The drumbeat to break up the biggest technology companies is getting louder, but Morgan Stanley Vice Chairman Robert Kindler isn’t playing that tune.
Kindler, who is also Morgan Stanley’s global head of mergers and acquisitions, told CNBC’s A View from the Top that breaking up the biggest technology companies “doesn’t make any sense.” In particular, he says, Amazon’s lower prices and same-day deliveries during the pandemic are clear consumer benefits that originated from the company’s size and scale.
“I think companies like Amazon have been absolutely terrific for the economy and for the consumer,” Kindler said. “What would we have done during this pandemic if we didn’t have companies like Amazon? I just can’t imagine that people don’t think that these are fantastic things that all of these huge companies have brought.”
Amazon CEO Jeff Bezos, Facebook CEO Mark Zuckerberg, Apple CEO Tim Cook, and Alphabet and Google CEO Sundar Pichai will all testify Wednesday before the U.S. House of Representatives’ antitrust subcommittee. The questions they’ll receive could be a window into the thinking of 15 members of Congress, who will then make recommendations on potential remedies such as new competition laws or company breakups. The House Judiciary antitrust subcommittee has been looking into Silicon Valley’s market share dominance in businesses including digital advertising and e-commerce for more than a year.

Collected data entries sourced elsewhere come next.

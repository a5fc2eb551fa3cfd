//! Element polling for the portal's JSF pages
//!
//! Modals and form panels are rendered by script after the load event
//! fires, so a single lookup right after navigation is not enough.

use std::time::Duration;

use chromiumoxide::Page;
use chromiumoxide::element::Element;

use crate::browser::{BrowserError, BrowserResult};
use crate::utils::duration_ms;

/// Wait for an element to appear in the DOM using exponential backoff polling
///
/// # Polling Strategy
/// - Starts at 100ms intervals
/// - Doubles each retry, capped at 1 second
/// - Total duration limited by `timeout`
///
/// Returns [`BrowserError::Timeout`] when the bound expires.
pub async fn wait_for_element(
    page: &Page,
    selector: &str,
    timeout: Duration,
) -> BrowserResult<Element> {
    let start = std::time::Instant::now();
    let mut poll_interval = Duration::from_millis(100);
    let max_interval = Duration::from_secs(1);

    loop {
        if let Ok(element) = page.find_element(selector).await {
            return Ok(element);
        }

        if start.elapsed() >= timeout {
            return Err(BrowserError::Timeout {
                what: format!("element '{selector}'"),
                after_ms: duration_ms(timeout),
            });
        }

        tokio::time::sleep(poll_interval).await;
        poll_interval = (poll_interval * 2).min(max_interval);
    }
}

The subcommittee is expected to examine Facebook’s market share of social media, including its ownership of WhatsApp and Instagram, along with its co-dominance of digital media advertising with Alphabet’s Google. The subcommittee is also expected to probe Apple’s control over applications through its App Store policies and Amazon’s stifling of competition by leveraging third-party merchant data to champion its own products.
“There is growing evidence that a handful of gatekeepers have come to capture control over key arteries of online commerce, content, and communications,” House Judiciary Chairman Jerry Nadler said when the committee announced its bipartisan investigation last year. “Given the growing tide of concentration and consolidation across our economy, it is vital that we investigate the current state of competition in digital markets and the health of the antitrust laws.”
Politicians and technology executives have spoken up in the past two years about the growing dominance of the largest technology companies — specifically Amazon, Apple, Facebook and Google — whose combined market valuation is nearly $5 trillion. Elizabeth Warren, a potential vice presidential choice for presumptive Democratic nominee Joe Biden, has repeatedly argued for the breakup of big tech. Ex-Facebook executive and venture capitalist Chamath Palihapitiya said last month he believes the world’s largest technology companies will be broken up this decade.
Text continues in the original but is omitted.